C’était une maison abstraite

Certaines considérations poétiques guident La maison à penser de P., un roman de Suzanne Leblanc. Parmi ces considérations, la plus évidente et ce, dès les premières pages, est cette volonté de travailler dans l’abstraction plutôt que dans le sensible et le personnel. La narratrice l’exprime clairement, vers la fin du livre: «Je considérais comme hypothétique tout ce qui allait au-delà de cette ligne abstraite et physique de la pure sensibilité. J’espérais que, au terme de mes efforts de lucidité, j’arriverais à un reste, une intersection entre le Grand Monde et moi-même, une métonymie de l’Extériorité qui apaiserait ma curiosité».

Le roman vise, à grands renforts de concepts, d’idées générales et de descriptions quasi scientifiques, à rendre son histoire de manière nouvelle et inusitée. Cela accentue l’effet d’étrangeté de l’œuvre littéraire et donne au texte une tonalité qui lui est propre. Mais l’effet sur le lecteur est moins convaincant: on en ressort avec cette impression d’avoir assisté non pas au déroulement du récit, mais à un discours porté sur l’histoire désincarnée de P. Avec lucidité, on doit cependant avouer que l’entreprise est poussée à sa plus extrême limite: l’abstraction, le détachement de la vie (de la vie dans les actions, dans les petits gestes et dans les faits sans importance) est maintenu, de chapitre en chapitre, et donne à lire, avec une grande cohérence, un discours sur un récit, ce qui, au plan de la structure romanesque, apparaît fort intéressant.
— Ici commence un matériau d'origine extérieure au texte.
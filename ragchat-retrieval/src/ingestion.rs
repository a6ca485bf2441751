//! Ingestion: source → text → truncate → embed → store.
//!
//! # Example
//!
//! ```rust,ignore
//! use ragchat_retrieval::{IngestionPipeline, InMemoryVectorStore, MockEmbeddingProvider};
//!
//! let pipeline = IngestionPipeline::builder()
//!     .embedding_provider(Arc::new(MockEmbeddingProvider::new(8)))
//!     .vector_store(Arc::new(InMemoryVectorStore::new()))
//!     .build()?;
//!
//! let report = pipeline.ingest_batch(&["Zomato share price rose 5%".to_string()]).await;
//! assert_eq!(report.stored(), 1);
//! ```

use std::sync::Arc;
use std::sync::atomic::{AtomicU64, Ordering};

use futures::future::join_all;
use serde::Serialize;
use tracing::{Instrument, debug, error, info, info_span, warn};

use crate::config::RagConfig;
use crate::document::Document;
use crate::embedding::{Embedder, EmbeddingProvider};
use crate::error::{RagError, Result};
use crate::resilience::with_timeout;
use crate::source::{RawTextSource, TextSource};
use crate::vectorstore::VectorStore;

/// Metadata key under which the source identifier is stored.
pub const SOURCE_METADATA_KEY: &str = "source";

/// Cut `text` to at most `max_chars` characters, on a character boundary.
pub fn truncate(text: &str, max_chars: usize) -> &str {
    match text.char_indices().nth(max_chars) {
        Some((end, _)) => &text[..end],
        None => text,
    }
}

/// Result of ingesting one source of a batch.
#[derive(Debug)]
pub struct IngestOutcome {
    /// The source identifier as given by the caller.
    pub source: String,
    /// The document id assigned to the source.
    pub id: String,
    /// Whether the document was stored.
    pub result: Result<()>,
}

impl IngestOutcome {
    /// Whether the document was stored.
    pub fn is_stored(&self) -> bool {
        self.result.is_ok()
    }
}

/// Per-item outcomes of a batch, in input order.
#[derive(Debug, Default)]
pub struct IngestReport {
    pub outcomes: Vec<IngestOutcome>,
}

impl IngestReport {
    /// Number of sources that were stored.
    pub fn stored(&self) -> usize {
        self.outcomes.iter().filter(|o| o.is_stored()).count()
    }

    /// Number of sources that failed.
    pub fn failed(&self) -> usize {
        self.outcomes.len() - self.stored()
    }

    /// Ids of the stored documents.
    pub fn stored_ids(&self) -> Vec<&str> {
        self.outcomes.iter().filter(|o| o.is_stored()).map(|o| o.id.as_str()).collect()
    }

    /// A serializable summary that exposes error kinds but not causes.
    pub fn summary(&self) -> IngestSummary {
        IngestSummary {
            stored: self.stored(),
            failed: self.failed(),
            results: self
                .outcomes
                .iter()
                .map(|o| IngestItem {
                    source: o.source.clone(),
                    id: o.id.clone(),
                    status: if o.is_stored() { "stored" } else { "failed" },
                    error: o.result.as_ref().err().map(RagError::kind),
                })
                .collect(),
        }
    }
}

/// Wire form of an [`IngestReport`].
#[derive(Debug, Clone, Serialize, PartialEq)]
pub struct IngestSummary {
    pub stored: usize,
    pub failed: usize,
    pub results: Vec<IngestItem>,
}

/// Wire form of an [`IngestOutcome`].
#[derive(Debug, Clone, Serialize, PartialEq)]
pub struct IngestItem {
    pub source: String,
    pub id: String,
    pub status: &'static str,
    #[serde(skip_serializing_if = "Option::is_none")]
    pub error: Option<&'static str>,
}

/// Ingests sources into a [`VectorStore`].
///
/// Every external call is bounded by the configured timeout and transient
/// failures are retried according to the configured policy. Batches fan out
/// concurrently and one failing source never affects the others.
pub struct IngestionPipeline {
    config: RagConfig,
    embedder: Embedder,
    store: Arc<dyn VectorStore>,
    source: Arc<dyn TextSource>,
    sequence: AtomicU64,
}

impl IngestionPipeline {
    /// Create a new [`IngestionPipelineBuilder`].
    pub fn builder() -> IngestionPipelineBuilder {
        IngestionPipelineBuilder::default()
    }

    /// Return a reference to the pipeline configuration.
    pub fn config(&self) -> &RagConfig {
        &self.config
    }

    /// Return a reference to the vector store.
    pub fn vector_store(&self) -> &Arc<dyn VectorStore> {
        &self.store
    }

    /// Generate a document id of the form `doc_{unix_millis}_{n}`.
    pub fn next_id(&self) -> String {
        let n = self.sequence.fetch_add(1, Ordering::Relaxed);
        format!("doc_{}_{n}", chrono::Utc::now().timestamp_millis())
    }

    /// Embed `source_text` and store it under `id`.
    ///
    /// The text is truncated to `max_tokens * 4` characters first. Nothing
    /// is stored unless the embedding succeeds.
    ///
    /// # Errors
    ///
    /// - [`RagError::Validation`] if `id` or the text is empty.
    /// - [`RagError::EmbeddingUnavailable`] / [`RagError::StoreUnavailable`]
    ///   once retries are exhausted.
    /// - [`RagError::DimensionMismatch`] if the store holds vectors of
    ///   another size.
    pub async fn ingest(&self, source_text: &str, id: &str) -> Result<()> {
        self.ingest_document(source_text, id, None).await
    }

    async fn ingest_document(
        &self,
        source_text: &str,
        id: &str,
        source: Option<&str>,
    ) -> Result<()> {
        if id.trim().is_empty() {
            return Err(RagError::Validation("document id must not be empty".to_string()));
        }

        let max_chars = self.config.max_chars();
        let text = truncate(source_text, max_chars);
        if text.len() < source_text.len() {
            debug!(
                document.id = %id,
                max_chars,
                original_len = source_text.len(),
                "truncated source text"
            );
        }

        let retry = self.config.retry;
        let vector = retry.run("embed", || self.embedder.embed(text)).await.map_err(|e| {
            error!(document.id = %id, error = %e, "embedding failed during ingestion");
            e
        })?;

        let mut document = Document::new(id, text, vector);
        if let Some(source) = source {
            document = document.with_metadata(SOURCE_METADATA_KEY, source);
        }

        let timeout = self.config.request_timeout;
        let backend = self.store.backend();
        retry
            .run("insert", || {
                with_timeout(timeout, self.store.insert(document.clone()), move || {
                    RagError::store(backend, format!("no response within {timeout:?}"))
                })
            })
            .await
            .map_err(|e| {
                error!(document.id = %id, backend, error = %e, "insert failed during ingestion");
                e
            })?;

        info!(
            document.id = %id,
            namespace = %self.store.namespace(),
            text_len = text.len(),
            "ingested document"
        );
        Ok(())
    }

    /// Resolve `source` through the text source and ingest it under a fresh id.
    pub async fn ingest_source(&self, source: &str) -> IngestOutcome {
        let id = self.next_id();
        let span = info_span!("ingest_source", document.id = %id);
        let result = async {
            let timeout = self.config.request_timeout;
            let text = with_timeout(timeout, self.source.fetch(source), || {
                RagError::SourceFetchFailed {
                    source_id: source.to_string(),
                    message: format!("no response within {timeout:?}"),
                }
            })
            .await?;
            self.ingest_document(&text, &id, Some(source)).await
        }
        .instrument(span)
        .await;

        if let Err(e) = &result {
            warn!(document.id = %id, error.kind = e.kind(), error = %e, "source not ingested");
        }
        IngestOutcome { source: source.to_string(), id, result }
    }

    /// Ingest every source concurrently and report one outcome per source.
    ///
    /// An empty batch is a successful, empty report.
    pub async fn ingest_batch(&self, sources: &[String]) -> IngestReport {
        let outcomes = join_all(sources.iter().map(|s| self.ingest_source(s))).await;
        let report = IngestReport { outcomes };
        info!(
            source_count = sources.len(),
            stored = report.stored(),
            failed = report.failed(),
            "ingestion batch completed"
        );
        report
    }
}

/// Builder for constructing an [`IngestionPipeline`].
///
/// The embedding provider and vector store are required; the configuration
/// defaults to [`RagConfig::default`] and the text source to [`RawTextSource`].
#[derive(Default)]
pub struct IngestionPipelineBuilder {
    config: Option<RagConfig>,
    embedding_provider: Option<Arc<dyn EmbeddingProvider>>,
    vector_store: Option<Arc<dyn VectorStore>>,
    text_source: Option<Arc<dyn TextSource>>,
}

impl IngestionPipelineBuilder {
    /// Set the pipeline configuration.
    pub fn config(mut self, config: RagConfig) -> Self {
        self.config = Some(config);
        self
    }

    /// Set the embedding provider.
    pub fn embedding_provider(mut self, provider: Arc<dyn EmbeddingProvider>) -> Self {
        self.embedding_provider = Some(provider);
        self
    }

    /// Set the vector store backend.
    pub fn vector_store(mut self, store: Arc<dyn VectorStore>) -> Self {
        self.vector_store = Some(store);
        self
    }

    /// Set how source identifiers are turned into text.
    pub fn text_source(mut self, source: Arc<dyn TextSource>) -> Self {
        self.text_source = Some(source);
        self
    }

    /// Build the [`IngestionPipeline`].
    ///
    /// # Errors
    ///
    /// Returns [`RagError::Config`] if the embedding provider or vector store
    /// is missing.
    pub fn build(self) -> Result<IngestionPipeline> {
        let config = self.config.unwrap_or_default();
        let provider = self
            .embedding_provider
            .ok_or_else(|| RagError::Config("embedding_provider is required".to_string()))?;
        let store = self
            .vector_store
            .ok_or_else(|| RagError::Config("vector_store is required".to_string()))?;
        let source = self.text_source.unwrap_or_else(|| Arc::new(RawTextSource));

        Ok(IngestionPipeline {
            embedder: Embedder::new(provider, config.request_timeout),
            config,
            store,
            source,
            sequence: AtomicU64::new(0),
        })
    }
}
Si l’entreprise du livre comporte certaines qualités qu’un lecteur averti et initié saurait apprécier, des défauts dans l’exécution doivent être mentionnés. Le projet de la narratrice, répété à moult reprises, est d’atteindre une certaine Réalité. Pour l’atteindre, le discours conceptuel est préféré à tout autre. Or, ce discours, souvent, se transforme en inventaire de mots scientifiques: «La Réalité acquit une structure minimale et légère. Elle était un filet réticulaire où tout pouvait émerger, se lier, se mouler. Je vivais en elle, malléable dans sa Plasticité», ou encore: «Je connaissais les tourments qu’engendrent les conjonctions et disjonctions, les négations et implications qui vous entraînent dans leurs conclusions, qui vous obligent à leurs théorèmes si par malheur vous avez d’abord accepté d’être l’instance d’une seule propriété nourrissant le prédicat au cœur des phrases ainsi liées».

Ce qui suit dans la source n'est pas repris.